Extent of compensation for variations in monkey saccadic eye movements

Abstract. We investigated and quantified the ability of the primate saccadic system to generate accurate eye movements in spite of naturally occurring variations in saccadic speed and trajectory. We show that the amplitude of a series of saccades directed to the same target is positively correlated to their peak speed, i.e., the faster the saccade, the bigger its amplitude. We demonstrate that this result cannot be simply accounted for by the main sequence, and that on average the saccadic system is able to compensate for only 61% of the variability in speed. Deviations from the average trajectory are also only partially compensated: the underlying mechanism, which tends to bring the eyes back toward the desired trajectory, underperforms for small movements and overperforms for large movements. We also demonstrate that the performance of this compensatory mechanism, and the metrics of saccades in general, do not depend on the presence of visual information during the movement.

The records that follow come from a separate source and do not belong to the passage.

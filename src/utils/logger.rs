//! Logging setup
//!
//! Logs go to stderr so report output on stdout stays machine-readable.

use std::fmt;
use std::str::FromStr;

use tracing_subscriber::EnvFilter;

/// Verbosity of this crate's own log lines
#[derive(Clone, Copy, Debug, Default, PartialEq, Eq)]
pub enum LogLevel {
    Error,
    Warn,
    #[default]
    Info,
    Debug,
    Trace,
}

impl LogLevel {
    pub fn as_str(self) -> &'static str {
        match self {
            LogLevel::Error => "error",
            LogLevel::Warn => "warn",
            LogLevel::Info => "info",
            LogLevel::Debug => "debug",
            LogLevel::Trace => "trace",
        }
    }
}

impl FromStr for LogLevel {
    type Err = String;

    fn from_str(s: &str) -> Result<Self, Self::Err> {
        match s.trim().to_lowercase().as_str() {
            "error" => Ok(LogLevel::Error),
            "warn" | "warning" => Ok(LogLevel::Warn),
            "info" => Ok(LogLevel::Info),
            "debug" => Ok(LogLevel::Debug),
            "trace" => Ok(LogLevel::Trace),
            other => Err(format!(
                "Unknown log level '{other}' (expected error, warn, info, debug or trace)"
            )),
        }
    }
}

impl fmt::Display for LogLevel {
    fn fmt(&self, f: &mut fmt::Formatter<'_>) -> fmt::Result {
        f.write_str(self.as_str())
    }
}

/// Filter admitting this crate's events at `level`; dependencies stay quiet
pub fn filter_directive(level: LogLevel) -> String {
    format!("scope_koans={level}")
}

/// Install the stderr subscriber. A second call keeps the first one.
pub fn init_logger(level: LogLevel) {
    let installed = tracing_subscriber::fmt()
        .with_env_filter(EnvFilter::new(filter_directive(level)))
        .with_writer(std::io::stderr)
        .with_target(false)
        .compact()
        .try_init();

    if installed.is_err() {
        tracing::debug!("Logger already initialised, keeping it");
    }
}

#[cfg(test)]
mod tests {
    use super::*;

    #[test]
    fn test_parse_log_level() {
        assert_eq!("info".parse(), Ok(LogLevel::Info));
        assert_eq!(" WARNING ".parse(), Ok(LogLevel::Warn));
        assert!("loud".parse::<LogLevel>().unwrap_err().contains("loud"));
        assert_eq!(LogLevel::default(), LogLevel::Info);
    }

    #[test]
    fn test_filter_directive() {
        assert_eq!(filter_directive(LogLevel::Debug), "scope_koans=debug");
    }

    #[test]
    fn test_init_twice_is_harmless() {
        init_logger(LogLevel::Warn);
        init_logger(LogLevel::Trace);
    }
}
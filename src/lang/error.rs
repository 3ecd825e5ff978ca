//! Faults raised while a koan body runs

use thiserror::Error;

use super::ValueKind;

/// Errors a koan body can raise; the runner reports them as `ERROR`
#[derive(Error, Debug, Clone, PartialEq)]
pub enum KoanError {
    #[error("record has no field '{0}'")]
    MissingField(String),

    #[error("'{0}' is not declared in any enclosing scope")]
    Undeclared(String),

    #[error("argument '{0}' was not supplied")]
    MissingArgument(String),

    #[error("function was invoked without a receiver")]
    MissingReceiver,

    #[error("cannot combine {left} and {right} with '+'")]
    TypeMismatch { left: ValueKind, right: ValueKind },
}
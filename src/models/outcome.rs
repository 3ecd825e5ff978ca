//! Assertion outcomes, case results and the run report

use chrono::{DateTime, Utc};
use serde::Serialize;
use std::fmt;

/// Lifecycle of a single assertion
#[derive(Clone, Copy, Debug, PartialEq, Eq, Serialize)]
#[serde(rename_all = "lowercase")]
pub enum AssertionState {
    Pending,
    Passed,
    Failed,
}

/// One recorded comparison inside a case
#[derive(Clone, Debug, PartialEq, Eq, Serialize)]
pub struct AssertionOutcome {
    /// 1-based position within the case
    pub index: usize,
    pub state: AssertionState,
    pub expected: String,
    pub actual: String,
    /// `file:line` of the assertion call
    pub location: String,
}

impl AssertionOutcome {
    pub fn pending(index: usize, location: impl Into<String>) -> Self {
        Self {
            index,
            state: AssertionState::Pending,
            expected: String::new(),
            actual: String::new(),
            location: location.into(),
        }
    }

    /// Settle a pending assertion. Already settled outcomes are returned
    /// unchanged.
    pub fn resolve(
        mut self,
        passed: bool,
        expected: impl Into<String>,
        actual: impl Into<String>,
    ) -> Self {
        if self.state != AssertionState::Pending {
            return self;
        }
        self.state = if passed {
            AssertionState::Passed
        } else {
            AssertionState::Failed
        };
        self.expected = expected.into();
        self.actual = actual.into();
        self
    }

    pub fn is_failed(&self) -> bool {
        self.state == AssertionState::Failed
    }

    /// Failure message; `None` unless the assertion failed
    pub fn message(&self) -> Option<String> {
        self.is_failed().then(|| {
            format!(
                "assertion #{} at {}: expected {}, found {}",
                self.index, self.location, self.expected, self.actual
            )
        })
    }
}

/// Case execution status
#[derive(Clone, Copy, Debug, PartialEq, Eq, Serialize)]
#[serde(rename_all = "lowercase")]
pub enum CaseStatus {
    Pass,
    Fail,
    Skip,
    Error,
}

impl CaseStatus {
    pub fn symbol(&self) -> &'static str {
        match self {
            CaseStatus::Pass => "✓",
            CaseStatus::Fail => "✗",
            CaseStatus::Skip => "○",
            CaseStatus::Error => "!",
        }
    }
}

impl fmt::Display for CaseStatus {
    fn fmt(&self, f: &mut fmt::Formatter<'_>) -> fmt::Result {
        match self {
            CaseStatus::Pass => write!(f, "PASS"),
            CaseStatus::Fail => write!(f, "FAIL"),
            CaseStatus::Skip => write!(f, "SKIP"),
            CaseStatus::Error => write!(f, "ERROR"),
        }
    }
}

/// Result of running one case
#[derive(Clone, Debug, Serialize)]
pub struct CaseResult {
    pub suite: String,
    pub case: String,
    pub status: CaseStatus,
    pub duration_ms: u64,
    pub message: Option<String>,
    pub assertions: Vec<AssertionOutcome>,
}

impl CaseResult {
    /// Result for a body that returned normally; status follows the outcomes
    pub fn completed(
        suite: impl Into<String>,
        case: impl Into<String>,
        duration_ms: u64,
        assertions: Vec<AssertionOutcome>,
    ) -> Self {
        let (status, message) = if assertions.is_empty() {
            (
                CaseStatus::Fail,
                Some("case recorded no assertions".to_string()),
            )
        } else if assertions.iter().any(AssertionOutcome::is_failed) {
            let failed = assertions.iter().filter(|a| a.is_failed()).count();
            (
                CaseStatus::Fail,
                Some(format!("{failed} of {} assertions failed", assertions.len())),
            )
        } else {
            (CaseStatus::Pass, None)
        };

        Self {
            suite: suite.into(),
            case: case.into(),
            status,
            duration_ms,
            message,
            assertions,
        }
    }

    /// Result for a body that faulted; outcomes recorded so far are kept
    pub fn errored(
        suite: impl Into<String>,
        case: impl Into<String>,
        duration_ms: u64,
        assertions: Vec<AssertionOutcome>,
        error: impl Into<String>,
    ) -> Self {
        Self {
            suite: suite.into(),
            case: case.into(),
            status: CaseStatus::Error,
            duration_ms,
            message: Some(error.into()),
            assertions,
        }
    }

    pub fn skipped(
        suite: impl Into<String>,
        case: impl Into<String>,
        reason: impl Into<String>,
    ) -> Self {
        Self {
            suite: suite.into(),
            case: case.into(),
            status: CaseStatus::Skip,
            duration_ms: 0,
            message: Some(reason.into()),
            assertions: Vec::new(),
        }
    }

    pub fn failed_assertions(&self) -> impl Iterator<Item = &AssertionOutcome> {
        self.assertions.iter().filter(|a| a.is_failed())
    }
}

impl fmt::Display for CaseResult {
    fn fmt(&self, f: &mut fmt::Formatter<'_>) -> fmt::Result {
        write!(
            f,
            "{} {} [{}ms]",
            self.status.symbol(),
            self.case,
            self.duration_ms
        )?;
        if let Some(msg) = &self.message {
            write!(f, " - {msg}")?;
        }
        Ok(())
    }
}

/// Results for one suite, in case order
#[derive(Clone, Debug, Serialize)]
pub struct SuiteReport {
    pub name: String,
    pub results: Vec<CaseResult>,
}

impl SuiteReport {
    pub fn new(name: impl Into<String>, results: Vec<CaseResult>) -> Self {
        Self {
            name: name.into(),
            results,
        }
    }

    pub fn is_all_passed(&self) -> bool {
        self.results
            .iter()
            .all(|r| matches!(r.status, CaseStatus::Pass | CaseStatus::Skip))
    }
}

/// Everything a run produced
#[derive(Clone, Debug, Serialize)]
pub struct RunReport {
    pub started_at: DateTime<Utc>,
    pub total: usize,
    pub passed: usize,
    pub failed: usize,
    pub errors: usize,
    pub skipped: usize,
    pub assertions: usize,
    pub failed_assertions: usize,
    pub total_duration_ms: u64,
    pub suites: Vec<SuiteReport>,
}

impl RunReport {
    pub fn new(started_at: DateTime<Utc>, suites: Vec<SuiteReport>) -> Self {
        let count = |status: CaseStatus| {
            suites
                .iter()
                .flat_map(|s| &s.results)
                .filter(|r| r.status == status)
                .count()
        };
        let passed = count(CaseStatus::Pass);
        let failed = count(CaseStatus::Fail);
        let errors = count(CaseStatus::Error);
        let skipped = count(CaseStatus::Skip);

        let results = || suites.iter().flat_map(|s| &s.results);
        let total = results().count();
        let assertions: usize = results().map(|r| r.assertions.len()).sum();
        let failed_assertions: usize = results().map(|r| r.failed_assertions().count()).sum();
        let total_duration_ms: u64 = results().map(|r| r.duration_ms).sum();

        Self {
            started_at,
            total,
            passed,
            failed,
            errors,
            skipped,
            assertions,
            failed_assertions,
            total_duration_ms,
            suites,
        }
    }

    pub fn results(&self) -> impl Iterator<Item = &CaseResult> {
        self.suites.iter().flat_map(|s| &s.results)
    }

    pub fn pass_rate(&self) -> f64 {
        let ran = self.total - self.skipped;
        if ran == 0 {
            0.0
        } else {
            (self.passed as f64 / ran as f64) * 100.0
        }
    }

    /// No case failed or errored
    pub fn is_success(&self) -> bool {
        self.failed == 0 && self.errors == 0
    }
}

impl fmt::Display for RunReport {
    fn fmt(&self, f: &mut fmt::Formatter<'_>) -> fmt::Result {
        for suite in &self.suites {
            writeln!(f, "{}", suite.name)?;
            for result in &suite.results {
                writeln!(f, "  {result}")?;
            }
        }
        writeln!(f, "━━━━━━━━━━━━━━━━━━━━━━━━━━━━━━━━━━━━━━━━")?;
        writeln!(
            f,
            "Total: {} | Pass: {} | Fail: {} | Skip: {} | Error: {}",
            self.total, self.passed, self.failed, self.skipped, self.errors
        )?;
        writeln!(
            f,
            "Assertions: {} ({} failed) | Duration: {}ms",
            self.assertions, self.failed_assertions, self.total_duration_ms
        )
    }
}
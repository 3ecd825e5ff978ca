//! Output formatters for koan reports
//!
//! Provides table, JSON, CSV and one-line summary output.

use anyhow::{Context, Result};
use difference::{Changeset, Difference};
use std::io::Write;

use crate::models::{AssertionOutcome, CaseResult, CaseStatus, RunReport};

/// Output format options
#[derive(Clone, Copy, Debug, PartialEq, Eq)]
pub enum OutputFormat {
    Table,
    Json,
    JsonPretty,
    Csv,
    Summary,
}

impl OutputFormat {
    pub fn from_str(s: &str) -> Option<Self> {
        match s.to_lowercase().as_str() {
            "table" => Some(OutputFormat::Table),
            "json" => Some(OutputFormat::Json),
            "json-pretty" | "jsonpretty" => Some(OutputFormat::JsonPretty),
            "csv" => Some(OutputFormat::Csv),
            "summary" => Some(OutputFormat::Summary),
            _ => None,
        }
    }

    pub fn names() -> &'static [&'static str] {
        &["table", "json", "json-pretty", "csv", "summary"]
    }
}

const RED: &str = "\x1b[31m";
const GREEN: &str = "\x1b[32m";
const YELLOW: &str = "\x1b[33m";
const RESET: &str = "\x1b[0m";

/// Report formatter
pub struct ResultFormatter {
    format: OutputFormat,
    colorize: bool,
}

impl ResultFormatter {
    pub fn new(format: OutputFormat) -> Self {
        Self {
            format,
            colorize: true,
        }
    }

    pub fn no_color(mut self) -> Self {
        self.colorize = false;
        self
    }

    /// Format a whole run
    pub fn format_report(&self, report: &RunReport) -> Result<String> {
        let output = match self.format {
            OutputFormat::Table => self.format_report_table(report),
            OutputFormat::Json => {
                serde_json::to_string(report).context("Failed to serialize report")?
            }
            OutputFormat::JsonPretty => {
                serde_json::to_string_pretty(report).context("Failed to serialize report")?
            }
            OutputFormat::Csv => format_report_csv(report)?,
            OutputFormat::Summary => self.format_report_brief(report),
        };
        Ok(output)
    }

    fn paint(&self, color: &str, text: &str) -> String {
        if self.colorize {
            format!("{color}{text}{RESET}")
        } else {
            text.to_string()
        }
    }

    fn status_label(&self, status: CaseStatus) -> String {
        let label = format!("{} {}", status.symbol(), status);
        match status {
            CaseStatus::Pass => self.paint(GREEN, &label),
            CaseStatus::Fail | CaseStatus::Error => self.paint(RED, &label),
            CaseStatus::Skip => self.paint(YELLOW, &label),
        }
    }

    fn format_case_table(&self, result: &CaseResult) -> String {
        let mut output = format!(
            "  {:9} {:58} [{:>5}ms]\n",
            self.status_label(result.status),
            result.case,
            result.duration_ms
        );

        match result.status {
            CaseStatus::Fail | CaseStatus::Error => {
                for outcome in result.failed_assertions() {
                    output.push_str(&self.format_failure(outcome));
                }
                if let Some(message) = &result.message {
                    output.push_str(&format!("      {message}\n"));
                }
            }
            CaseStatus::Skip => {
                if let Some(message) = &result.message {
                    output.push_str(&format!("      {message}\n"));
                }
            }
            CaseStatus::Pass => {}
        }

        output
    }

    fn format_failure(&self, outcome: &AssertionOutcome) -> String {
        let mut output = format!(
            "      assertion #{} at {}\n        expected: {}\n        found:    {}\n",
            outcome.index, outcome.location, outcome.expected, outcome.actual
        );
        output.push_str(&format!(
            "        diff:     {}\n",
            self.render_diff(&outcome.expected, &outcome.actual)
        ));
        output
    }

    /// Word-level diff from expected to actual
    fn render_diff(&self, expected: &str, actual: &str) -> String {
        let changeset = Changeset::new(expected, actual, " ");
        changeset
            .diffs
            .iter()
            .map(|diff| match diff {
                Difference::Same(text) => text.clone(),
                Difference::Rem(text) => self.paint(RED, &format!("[-{text}-]")),
                Difference::Add(text) => self.paint(GREEN, &format!("{{+{text}+}}")),
            })
            .collect::<Vec<_>>()
            .join(" ")
    }

    fn format_report_table(&self, report: &RunReport) -> String {
        let mut output = String::new();

        for suite in &report.suites {
            output.push_str("\n╔══════════════════════════════════════════════════════════════╗\n");
            output.push_str(&format!("║  {:60}║\n", suite.name));
            output.push_str("╚══════════════════════════════════════════════════════════════╝\n");
            for result in &suite.results {
                output.push_str(&self.format_case_table(result));
            }
        }

        output.push_str("\n══════════════════════════════════════════════════════════════════\n");

        let pass_str = self.paint(GREEN, &report.passed.to_string());
        let fail_str = if report.failed > 0 {
            self.paint(RED, &report.failed.to_string())
        } else {
            report.failed.to_string()
        };
        let error_str = if report.errors > 0 {
            self.paint(RED, &report.errors.to_string())
        } else {
            report.errors.to_string()
        };

        output.push_str(&format!(
            " Total: {} | Pass: {} | Fail: {} | Error: {} | Skip: {}\n",
            report.total, pass_str, fail_str, error_str, report.skipped
        ));
        output.push_str(&format!(
            " Assertions: {} ({} failed) | Pass Rate: {:.1}% | Duration: {}ms\n",
            report.assertions,
            report.failed_assertions,
            report.pass_rate(),
            report.total_duration_ms
        ));

        output
    }

    fn format_report_brief(&self, report: &RunReport) -> String {
        format!(
            "{}/{} koans passed ({} failed, {} errors, {} skipped; {}/{} assertions) in {}ms",
            report.passed,
            report.total,
            report.failed,
            report.errors,
            report.skipped,
            report.assertions - report.failed_assertions,
            report.assertions,
            report.total_duration_ms
        )
    }
}

fn format_report_csv(report: &RunReport) -> Result<String> {
    let mut writer = csv::Writer::from_writer(Vec::new());
    writer.write_record([
        "suite",
        "case",
        "status",
        "duration_ms",
        "assertions",
        "failed_assertions",
        "message",
    ])?;

    for result in report.results() {
        writer.write_record([
            result.suite.as_str(),
            result.case.as_str(),
            &result.status.to_string(),
            &result.duration_ms.to_string(),
            &result.assertions.len().to_string(),
            &result.failed_assertions().count().to_string(),
            result.message.as_deref().unwrap_or(""),
        ])?;
    }

    let bytes = writer
        .into_inner()
        .map_err(|e| anyhow::anyhow!("Failed to flush CSV writer: {}", e.error()))?;
    String::from_utf8(bytes).context("CSV output was not UTF-8")
}

/// Write a report to a file, without color codes
pub fn write_report_to_file(path: &str, report: &RunReport, format: OutputFormat) -> Result<()> {
    let formatter = ResultFormatter::new(format).no_color();
    let content = formatter.format_report(report)?;

    let mut file =
        std::fs::File::create(path).with_context(|| format!("Failed to create {path}"))?;
    file.write_all(content.as_bytes())
        .with_context(|| format!("Failed to write report to {path}"))?;

    Ok(())
}

#[cfg(test)]
mod tests {
    use super::*;
    use crate::models::{CaseResult, SuiteReport};
    use chrono::Utc;

    fn report() -> RunReport {
        let passed = AssertionOutcome::pending(1, "src/koans/scope.rs:40").resolve(true, "77", "77");
        let failed = AssertionOutcome::pending(2, "src/koans/scope.rs:41")
            .resolve(false, "\"Mary totally rules!\"", "\"Mary rules!\"");
        RunReport::new(
            Utc::now(),
            vec![SuiteReport::new(
                "About Scope",
                vec![
                    CaseResult::completed("About Scope", "global variables", 1, vec![passed.clone()]),
                    CaseResult::completed("About Scope", "fails, with \"quotes\"", 2, vec![passed, failed]),
                ],
            )],
        )
    }

    #[test]
    fn test_output_format_from_str() {
        assert_eq!(OutputFormat::from_str("json"), Some(OutputFormat::Json));
        assert_eq!(OutputFormat::from_str("TABLE"), Some(OutputFormat::Table));
        assert_eq!(OutputFormat::from_str("unknown"), None);
        for name in OutputFormat::names() {
            assert!(OutputFormat::from_str(name).is_some());
        }
    }

    #[test]
    fn test_table_shows_failure_details() {
        let output = ResultFormatter::new(OutputFormat::Table)
            .no_color()
            .format_report(&report())
            .unwrap();

        assert!(output.contains("About Scope"));
        assert!(output.contains("✓ PASS"));
        assert!(output.contains("✗ FAIL"));
        assert!(output.contains("src/koans/scope.rs:41"));
        assert!(output.contains("expected: \"Mary totally rules!\""));
        assert!(output.contains("found:    \"Mary rules!\""));
        assert!(output.contains("[-totally-]"));
        assert!(output.contains("Total: 2 | Pass: 1 | Fail: 1"));
        assert!(!output.contains("\x1b["));
    }

    #[test]
    fn test_json_is_parseable() {
        let output = ResultFormatter::new(OutputFormat::Json)
            .format_report(&report())
            .unwrap();
        let value: serde_json::Value = serde_json::from_str(&output).unwrap();
        assert_eq!(value["total"], 2);
        assert_eq!(value["suites"][0]["results"][1]["status"], "fail");
        assert_eq!(
            value["suites"][0]["results"][1]["assertions"][1]["state"],
            "failed"
        );
    }

    #[test]
    fn test_csv_quotes_fields() {
        let output = ResultFormatter::new(OutputFormat::Csv)
            .format_report(&report())
            .unwrap();
        let mut lines = output.lines();
        assert_eq!(
            lines.next(),
            Some("suite,case,status,duration_ms,assertions,failed_assertions,message")
        );
        assert_eq!(lines.next(), Some("About Scope,global variables,PASS,1,1,0,"));
        let failing = lines.next().unwrap();
        assert!(failing.starts_with("About Scope,\"fails, with \"\"quotes\"\"\",FAIL,2,2,1,"));
    }

    #[test]
    fn test_summary_line() {
        let output = ResultFormatter::new(OutputFormat::Summary)
            .format_report(&report())
            .unwrap();
        assert!(output.starts_with("1/2 koans passed"));
        assert!(output.contains("2/3 assertions"));
    }

    #[test]
    fn test_write_report_to_file() {
        let dir = tempfile::tempdir().unwrap();
        let path = dir.path().join("report.json");
        write_report_to_file(path.to_str().unwrap(), &report(), OutputFormat::JsonPretty).unwrap();

        let written = std::fs::read_to_string(&path).unwrap();
        assert!(written.contains("\"started_at\""));
    }

    #[test]
    fn test_every_format_renders() {
        for name in OutputFormat::names() {
            let format = OutputFormat::from_str(name).unwrap();
            let output = ResultFormatter::new(format).format_report(&report()).unwrap();
            assert!(!output.is_empty(), "{name} rendered nothing");
        }
    }

    #[test]
    fn test_write_report_error_propagates() {
        let dir = tempfile::tempdir().unwrap();
        let path = dir.path().join("missing").join("report.csv");
        let err = write_report_to_file(path.to_str().unwrap(), &report(), OutputFormat::Csv)
            .unwrap_err();
        assert!(err.to_string().contains("Failed to create"));
    }
}
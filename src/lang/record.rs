//! Records with function-valued fields

use std::collections::BTreeMap;

use super::{Args, Completion, Function, KoanError};

/// A record whose fields hold functions.
///
/// Calls go through [`invoke`](Record::invoke), which looks the field up at
/// call time, so reassigning a field changes which function runs.
#[derive(Clone, Debug, Default)]
pub struct Record {
    fields: BTreeMap<String, Function>,
}

impl Record {
    pub fn new() -> Self {
        Self::default()
    }

    pub fn with_field(mut self, name: impl Into<String>, function: Function) -> Self {
        self.set(name, function);
        self
    }

    /// Bind `name` to `function`, returning whatever was bound before
    pub fn set(&mut self, name: impl Into<String>, function: Function) -> Option<Function> {
        self.fields.insert(name.into(), function)
    }

    /// Call the function currently bound to `name`
    pub fn invoke(&self, name: &str, args: Args) -> Completion {
        self.fields
            .get(name)
            .ok_or_else(|| KoanError::MissingField(name.to_string()))?
            .call(args)
    }
}
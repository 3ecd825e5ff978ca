//! Wall-clock durations for cases, suites and runs

use std::time::{Duration, Instant};

use tracing::debug;

/// Measures time since it was started
#[derive(Debug)]
pub struct Timer<'a> {
    label: &'a str,
    started: Instant,
}

impl<'a> Timer<'a> {
    pub fn start(label: &'a str) -> Self {
        Self {
            label,
            started: Instant::now(),
        }
    }

    /// Whole milliseconds so far, saturating
    pub fn elapsed_ms(&self) -> u64 {
        u64::try_from(self.started.elapsed().as_millis()).unwrap_or(u64::MAX)
    }

    /// Consume the timer, logging the duration at debug level
    pub fn stop(self) -> Duration {
        let elapsed = self.started.elapsed();
        debug!(label = self.label, elapsed_ms = elapsed.as_millis() as u64, "timer stopped");
        elapsed
    }
}
//! Data models for koan execution
//!
//! Suites and cases describe what to run; outcomes and reports describe
//! what happened.

mod outcome;
mod suite;

pub use outcome::{AssertionOutcome, CaseResult, CaseStatus, RunReport, SuiteReport};
pub use suite::{Case, Suite};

By showing that deviations from the desired behavior are corrected during the saccade, our results further support the hypothesis that the innervation signal that generates saccadic eye movements is not pre-programmed but rather is dynamically adjusted during the movement. However, the compensation for deviations from the desired behavior is only partial, and the underlying mechanisms have yet to be completely understood. Although none of the current models of the saccadic system can account for our results, some of them, if appropriately modified, probably could.